» EXERCISE DIRECTIONS:
This task calls for copying each line below that contains "COLUMNS".

····················

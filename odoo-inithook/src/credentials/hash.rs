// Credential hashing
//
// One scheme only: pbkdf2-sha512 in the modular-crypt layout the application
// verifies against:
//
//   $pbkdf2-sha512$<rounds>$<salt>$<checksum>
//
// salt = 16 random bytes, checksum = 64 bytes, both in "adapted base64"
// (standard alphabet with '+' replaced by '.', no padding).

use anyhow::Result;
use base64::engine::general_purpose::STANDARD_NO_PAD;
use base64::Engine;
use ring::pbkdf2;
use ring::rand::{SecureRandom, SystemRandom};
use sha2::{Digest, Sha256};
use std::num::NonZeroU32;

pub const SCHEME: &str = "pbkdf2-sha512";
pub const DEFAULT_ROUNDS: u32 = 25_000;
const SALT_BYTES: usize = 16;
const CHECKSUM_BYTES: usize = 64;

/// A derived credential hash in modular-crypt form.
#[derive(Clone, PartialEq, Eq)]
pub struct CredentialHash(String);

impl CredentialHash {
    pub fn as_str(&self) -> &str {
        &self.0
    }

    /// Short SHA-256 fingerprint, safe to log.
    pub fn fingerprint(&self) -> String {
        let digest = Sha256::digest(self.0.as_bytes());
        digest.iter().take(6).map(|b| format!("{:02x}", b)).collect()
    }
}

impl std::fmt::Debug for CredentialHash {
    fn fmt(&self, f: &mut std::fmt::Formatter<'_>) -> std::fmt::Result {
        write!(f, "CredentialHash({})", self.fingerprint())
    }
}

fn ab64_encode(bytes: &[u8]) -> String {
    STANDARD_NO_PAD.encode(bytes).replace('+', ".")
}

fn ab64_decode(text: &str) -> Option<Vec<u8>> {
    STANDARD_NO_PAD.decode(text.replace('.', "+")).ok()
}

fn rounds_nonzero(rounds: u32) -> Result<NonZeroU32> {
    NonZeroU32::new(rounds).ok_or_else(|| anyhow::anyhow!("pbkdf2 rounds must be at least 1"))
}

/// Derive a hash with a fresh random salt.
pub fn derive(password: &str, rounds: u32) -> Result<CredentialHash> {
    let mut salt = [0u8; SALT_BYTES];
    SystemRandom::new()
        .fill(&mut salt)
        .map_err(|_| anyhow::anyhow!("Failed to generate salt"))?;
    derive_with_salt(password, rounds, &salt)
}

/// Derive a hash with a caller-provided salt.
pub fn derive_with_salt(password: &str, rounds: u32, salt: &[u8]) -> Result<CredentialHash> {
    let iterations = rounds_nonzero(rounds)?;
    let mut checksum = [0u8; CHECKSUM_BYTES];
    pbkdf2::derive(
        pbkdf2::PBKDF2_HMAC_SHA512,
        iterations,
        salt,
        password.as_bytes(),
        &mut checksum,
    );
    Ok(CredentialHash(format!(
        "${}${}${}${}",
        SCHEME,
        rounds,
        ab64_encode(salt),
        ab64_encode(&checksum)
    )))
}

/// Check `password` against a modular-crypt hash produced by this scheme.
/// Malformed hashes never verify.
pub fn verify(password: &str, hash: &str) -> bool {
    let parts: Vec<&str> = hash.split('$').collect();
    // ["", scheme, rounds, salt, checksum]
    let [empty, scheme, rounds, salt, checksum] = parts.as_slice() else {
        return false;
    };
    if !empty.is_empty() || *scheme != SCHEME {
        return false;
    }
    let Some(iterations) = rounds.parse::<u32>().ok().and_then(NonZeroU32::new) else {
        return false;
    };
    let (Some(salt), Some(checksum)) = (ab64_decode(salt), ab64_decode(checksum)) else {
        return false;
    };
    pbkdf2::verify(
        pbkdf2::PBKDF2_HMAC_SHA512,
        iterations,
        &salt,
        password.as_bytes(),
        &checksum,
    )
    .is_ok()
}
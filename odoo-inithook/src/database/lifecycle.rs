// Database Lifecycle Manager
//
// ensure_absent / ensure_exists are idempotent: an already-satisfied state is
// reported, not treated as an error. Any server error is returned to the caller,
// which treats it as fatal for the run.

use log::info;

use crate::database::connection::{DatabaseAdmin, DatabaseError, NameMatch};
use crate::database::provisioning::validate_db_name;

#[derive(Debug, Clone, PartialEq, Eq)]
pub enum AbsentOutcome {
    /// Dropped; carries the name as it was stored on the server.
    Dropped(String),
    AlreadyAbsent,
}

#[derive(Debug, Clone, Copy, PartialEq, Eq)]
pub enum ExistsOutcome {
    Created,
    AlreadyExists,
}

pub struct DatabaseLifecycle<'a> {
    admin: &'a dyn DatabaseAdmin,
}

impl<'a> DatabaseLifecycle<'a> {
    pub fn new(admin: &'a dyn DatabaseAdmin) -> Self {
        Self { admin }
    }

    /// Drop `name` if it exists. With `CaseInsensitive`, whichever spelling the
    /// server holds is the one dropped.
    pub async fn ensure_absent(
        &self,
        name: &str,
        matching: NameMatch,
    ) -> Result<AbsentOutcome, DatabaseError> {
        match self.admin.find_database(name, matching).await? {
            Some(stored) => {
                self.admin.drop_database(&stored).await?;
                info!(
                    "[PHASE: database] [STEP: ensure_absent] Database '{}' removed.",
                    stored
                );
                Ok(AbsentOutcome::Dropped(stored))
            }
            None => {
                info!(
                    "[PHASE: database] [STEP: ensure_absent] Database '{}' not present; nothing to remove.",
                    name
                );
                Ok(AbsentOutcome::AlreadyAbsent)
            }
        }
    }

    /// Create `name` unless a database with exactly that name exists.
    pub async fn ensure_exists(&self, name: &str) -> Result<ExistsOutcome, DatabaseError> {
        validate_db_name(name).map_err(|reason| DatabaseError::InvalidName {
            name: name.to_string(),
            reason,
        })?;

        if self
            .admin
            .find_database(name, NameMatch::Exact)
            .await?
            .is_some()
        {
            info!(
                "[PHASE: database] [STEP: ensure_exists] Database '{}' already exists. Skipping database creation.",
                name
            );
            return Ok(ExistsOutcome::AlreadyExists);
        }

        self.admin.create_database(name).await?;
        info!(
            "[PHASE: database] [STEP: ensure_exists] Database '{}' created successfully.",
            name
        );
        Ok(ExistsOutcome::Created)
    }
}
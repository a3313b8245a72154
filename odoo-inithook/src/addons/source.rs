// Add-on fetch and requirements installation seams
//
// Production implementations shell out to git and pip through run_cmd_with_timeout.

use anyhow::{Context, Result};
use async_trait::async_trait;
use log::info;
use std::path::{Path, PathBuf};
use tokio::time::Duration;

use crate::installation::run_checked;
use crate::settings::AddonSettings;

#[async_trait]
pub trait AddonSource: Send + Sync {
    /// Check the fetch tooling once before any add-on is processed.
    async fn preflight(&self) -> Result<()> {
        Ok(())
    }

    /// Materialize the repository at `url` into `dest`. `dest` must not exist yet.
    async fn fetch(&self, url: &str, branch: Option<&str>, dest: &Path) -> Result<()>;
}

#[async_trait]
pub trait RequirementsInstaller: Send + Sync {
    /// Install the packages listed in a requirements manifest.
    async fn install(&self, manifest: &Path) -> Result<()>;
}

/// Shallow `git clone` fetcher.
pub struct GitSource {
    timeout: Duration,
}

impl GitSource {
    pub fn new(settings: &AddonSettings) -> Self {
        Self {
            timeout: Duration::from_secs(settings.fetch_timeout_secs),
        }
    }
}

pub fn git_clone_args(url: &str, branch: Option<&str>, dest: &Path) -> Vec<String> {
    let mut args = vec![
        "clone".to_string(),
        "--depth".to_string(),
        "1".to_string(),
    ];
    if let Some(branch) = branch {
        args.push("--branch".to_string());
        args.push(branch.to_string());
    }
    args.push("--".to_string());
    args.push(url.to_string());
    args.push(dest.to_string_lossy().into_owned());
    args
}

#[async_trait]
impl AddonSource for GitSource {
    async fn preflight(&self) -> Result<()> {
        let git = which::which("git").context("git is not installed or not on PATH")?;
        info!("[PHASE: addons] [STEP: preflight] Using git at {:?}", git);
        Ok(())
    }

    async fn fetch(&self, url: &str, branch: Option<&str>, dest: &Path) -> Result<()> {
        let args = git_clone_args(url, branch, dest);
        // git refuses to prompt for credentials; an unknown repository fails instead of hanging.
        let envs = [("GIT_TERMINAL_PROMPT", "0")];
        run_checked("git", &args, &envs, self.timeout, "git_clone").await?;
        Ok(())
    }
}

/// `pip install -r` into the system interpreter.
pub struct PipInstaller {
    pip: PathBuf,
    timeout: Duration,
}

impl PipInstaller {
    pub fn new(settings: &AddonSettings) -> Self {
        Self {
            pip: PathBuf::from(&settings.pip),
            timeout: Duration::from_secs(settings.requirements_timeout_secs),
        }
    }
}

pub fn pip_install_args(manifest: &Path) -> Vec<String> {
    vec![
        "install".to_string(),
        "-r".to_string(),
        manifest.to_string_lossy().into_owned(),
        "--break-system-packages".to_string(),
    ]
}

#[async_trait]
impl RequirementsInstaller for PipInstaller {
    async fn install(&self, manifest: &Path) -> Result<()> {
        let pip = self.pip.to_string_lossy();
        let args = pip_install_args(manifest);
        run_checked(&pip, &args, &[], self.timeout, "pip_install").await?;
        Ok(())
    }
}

····················

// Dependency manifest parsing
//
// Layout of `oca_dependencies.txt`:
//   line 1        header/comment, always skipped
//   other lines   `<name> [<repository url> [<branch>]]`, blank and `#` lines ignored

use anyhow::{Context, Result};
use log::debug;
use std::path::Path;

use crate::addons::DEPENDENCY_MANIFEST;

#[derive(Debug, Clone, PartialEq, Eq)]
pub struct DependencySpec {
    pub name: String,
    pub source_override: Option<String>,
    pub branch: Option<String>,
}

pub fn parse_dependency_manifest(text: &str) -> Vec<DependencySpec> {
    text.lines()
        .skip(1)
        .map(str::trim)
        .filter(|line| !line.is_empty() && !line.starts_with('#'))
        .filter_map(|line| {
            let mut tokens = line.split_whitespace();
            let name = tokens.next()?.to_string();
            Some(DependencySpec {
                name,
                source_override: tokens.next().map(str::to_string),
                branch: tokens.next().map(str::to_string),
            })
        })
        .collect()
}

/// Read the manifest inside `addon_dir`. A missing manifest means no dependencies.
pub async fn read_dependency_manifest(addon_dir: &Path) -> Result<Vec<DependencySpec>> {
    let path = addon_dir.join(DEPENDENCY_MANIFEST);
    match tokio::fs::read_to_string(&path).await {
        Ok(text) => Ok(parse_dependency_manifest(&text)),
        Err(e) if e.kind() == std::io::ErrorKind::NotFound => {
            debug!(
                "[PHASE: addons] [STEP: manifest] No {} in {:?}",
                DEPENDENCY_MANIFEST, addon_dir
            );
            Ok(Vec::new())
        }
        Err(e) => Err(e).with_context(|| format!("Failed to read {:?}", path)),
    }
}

····················

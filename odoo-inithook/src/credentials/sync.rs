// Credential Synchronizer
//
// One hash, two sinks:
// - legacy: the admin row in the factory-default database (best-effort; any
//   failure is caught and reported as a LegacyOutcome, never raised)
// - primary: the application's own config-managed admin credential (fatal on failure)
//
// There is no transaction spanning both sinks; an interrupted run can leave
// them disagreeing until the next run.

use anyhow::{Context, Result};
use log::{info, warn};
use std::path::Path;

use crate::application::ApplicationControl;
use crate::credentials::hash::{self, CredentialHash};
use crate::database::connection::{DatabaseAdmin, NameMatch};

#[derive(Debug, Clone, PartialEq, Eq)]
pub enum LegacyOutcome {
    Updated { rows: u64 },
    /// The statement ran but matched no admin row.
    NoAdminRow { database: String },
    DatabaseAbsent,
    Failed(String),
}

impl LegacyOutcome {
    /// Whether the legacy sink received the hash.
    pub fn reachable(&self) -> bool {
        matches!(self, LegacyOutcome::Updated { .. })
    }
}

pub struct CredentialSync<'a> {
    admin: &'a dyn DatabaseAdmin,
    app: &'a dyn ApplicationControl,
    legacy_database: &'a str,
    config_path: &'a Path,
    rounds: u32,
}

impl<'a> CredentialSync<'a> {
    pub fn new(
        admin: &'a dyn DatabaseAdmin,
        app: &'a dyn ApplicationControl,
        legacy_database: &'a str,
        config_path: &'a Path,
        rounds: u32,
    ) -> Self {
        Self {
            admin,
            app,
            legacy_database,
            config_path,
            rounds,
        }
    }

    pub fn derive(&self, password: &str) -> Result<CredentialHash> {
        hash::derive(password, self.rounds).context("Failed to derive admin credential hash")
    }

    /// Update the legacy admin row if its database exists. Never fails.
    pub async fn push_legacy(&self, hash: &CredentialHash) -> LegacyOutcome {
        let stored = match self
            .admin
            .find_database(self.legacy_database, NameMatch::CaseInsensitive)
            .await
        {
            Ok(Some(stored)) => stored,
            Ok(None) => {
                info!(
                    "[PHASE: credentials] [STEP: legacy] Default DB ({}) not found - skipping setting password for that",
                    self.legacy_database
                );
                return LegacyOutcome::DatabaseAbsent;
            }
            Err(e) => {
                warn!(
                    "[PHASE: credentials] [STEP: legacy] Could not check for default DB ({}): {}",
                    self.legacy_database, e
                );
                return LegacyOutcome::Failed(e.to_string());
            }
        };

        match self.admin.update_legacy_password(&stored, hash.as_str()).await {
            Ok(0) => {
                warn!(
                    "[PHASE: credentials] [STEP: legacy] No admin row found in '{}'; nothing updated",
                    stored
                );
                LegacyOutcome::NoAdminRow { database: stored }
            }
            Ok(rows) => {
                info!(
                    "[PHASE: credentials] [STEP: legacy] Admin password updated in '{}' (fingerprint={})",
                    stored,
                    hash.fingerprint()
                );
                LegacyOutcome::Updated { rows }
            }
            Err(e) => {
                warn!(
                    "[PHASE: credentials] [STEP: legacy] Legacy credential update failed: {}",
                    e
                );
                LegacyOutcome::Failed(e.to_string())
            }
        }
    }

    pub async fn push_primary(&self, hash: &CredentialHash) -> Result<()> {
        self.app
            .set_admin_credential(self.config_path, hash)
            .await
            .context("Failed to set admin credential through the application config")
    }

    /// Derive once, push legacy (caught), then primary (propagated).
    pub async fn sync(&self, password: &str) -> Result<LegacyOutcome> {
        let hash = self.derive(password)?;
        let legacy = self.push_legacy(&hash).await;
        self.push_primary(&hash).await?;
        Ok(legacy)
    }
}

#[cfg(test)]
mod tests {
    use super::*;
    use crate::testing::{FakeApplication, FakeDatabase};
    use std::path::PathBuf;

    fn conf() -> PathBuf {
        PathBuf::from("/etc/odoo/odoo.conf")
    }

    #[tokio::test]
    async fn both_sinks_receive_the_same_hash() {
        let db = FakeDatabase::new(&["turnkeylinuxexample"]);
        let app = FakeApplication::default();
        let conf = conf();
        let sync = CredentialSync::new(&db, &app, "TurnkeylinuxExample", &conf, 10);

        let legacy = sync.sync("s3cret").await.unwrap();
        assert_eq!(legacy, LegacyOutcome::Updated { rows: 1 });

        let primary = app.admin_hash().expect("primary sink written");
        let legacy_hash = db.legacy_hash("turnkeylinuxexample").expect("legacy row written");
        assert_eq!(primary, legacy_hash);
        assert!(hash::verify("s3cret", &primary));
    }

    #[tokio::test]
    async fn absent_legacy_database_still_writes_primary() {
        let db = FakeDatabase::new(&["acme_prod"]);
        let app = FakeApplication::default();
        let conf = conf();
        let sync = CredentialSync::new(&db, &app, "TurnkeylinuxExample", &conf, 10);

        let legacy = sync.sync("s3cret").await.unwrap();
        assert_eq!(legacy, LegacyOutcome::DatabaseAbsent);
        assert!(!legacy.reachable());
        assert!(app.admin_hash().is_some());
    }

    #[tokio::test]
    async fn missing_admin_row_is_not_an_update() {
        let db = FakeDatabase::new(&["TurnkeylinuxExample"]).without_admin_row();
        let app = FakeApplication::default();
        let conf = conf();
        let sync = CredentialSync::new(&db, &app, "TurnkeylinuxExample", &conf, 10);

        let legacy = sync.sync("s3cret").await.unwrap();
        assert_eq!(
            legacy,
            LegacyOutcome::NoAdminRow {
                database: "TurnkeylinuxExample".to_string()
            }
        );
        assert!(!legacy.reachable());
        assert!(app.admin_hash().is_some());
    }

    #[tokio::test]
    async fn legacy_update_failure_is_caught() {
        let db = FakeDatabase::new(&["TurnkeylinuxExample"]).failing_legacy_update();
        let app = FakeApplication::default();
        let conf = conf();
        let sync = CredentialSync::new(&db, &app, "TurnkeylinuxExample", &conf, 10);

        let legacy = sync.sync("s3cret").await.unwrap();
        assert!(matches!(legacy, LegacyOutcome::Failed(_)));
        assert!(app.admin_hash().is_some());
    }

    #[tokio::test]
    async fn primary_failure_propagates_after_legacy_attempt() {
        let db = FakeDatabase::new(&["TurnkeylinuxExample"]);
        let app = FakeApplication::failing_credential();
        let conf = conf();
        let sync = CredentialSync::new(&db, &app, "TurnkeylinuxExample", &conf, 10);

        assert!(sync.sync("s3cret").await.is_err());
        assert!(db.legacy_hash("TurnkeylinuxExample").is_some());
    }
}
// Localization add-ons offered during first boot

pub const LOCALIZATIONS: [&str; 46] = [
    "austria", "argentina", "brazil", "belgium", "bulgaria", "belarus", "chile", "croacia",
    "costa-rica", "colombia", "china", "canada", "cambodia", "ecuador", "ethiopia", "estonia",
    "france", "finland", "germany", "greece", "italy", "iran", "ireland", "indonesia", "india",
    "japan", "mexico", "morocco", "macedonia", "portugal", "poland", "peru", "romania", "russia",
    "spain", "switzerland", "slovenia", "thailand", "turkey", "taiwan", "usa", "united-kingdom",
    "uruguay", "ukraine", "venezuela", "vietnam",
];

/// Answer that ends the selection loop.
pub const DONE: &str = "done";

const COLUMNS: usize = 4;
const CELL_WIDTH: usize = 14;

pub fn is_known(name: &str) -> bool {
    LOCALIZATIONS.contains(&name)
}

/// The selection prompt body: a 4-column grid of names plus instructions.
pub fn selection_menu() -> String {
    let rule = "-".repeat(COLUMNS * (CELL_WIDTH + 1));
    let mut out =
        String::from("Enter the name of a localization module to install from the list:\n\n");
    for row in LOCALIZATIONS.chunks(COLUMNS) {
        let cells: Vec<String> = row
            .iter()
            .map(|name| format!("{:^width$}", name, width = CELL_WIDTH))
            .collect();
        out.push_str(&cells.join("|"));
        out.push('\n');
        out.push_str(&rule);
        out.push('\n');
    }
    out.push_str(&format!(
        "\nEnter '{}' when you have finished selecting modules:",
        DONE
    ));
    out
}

····················

» RESULT OF THIS EXERCISE:
const COLUMNS: usize = 4;
    let rule = "-".repeat(COLUMNS * (CELL_WIDTH + 1));
    for row in LOCALIZATIONS.chunks(COLUMNS) {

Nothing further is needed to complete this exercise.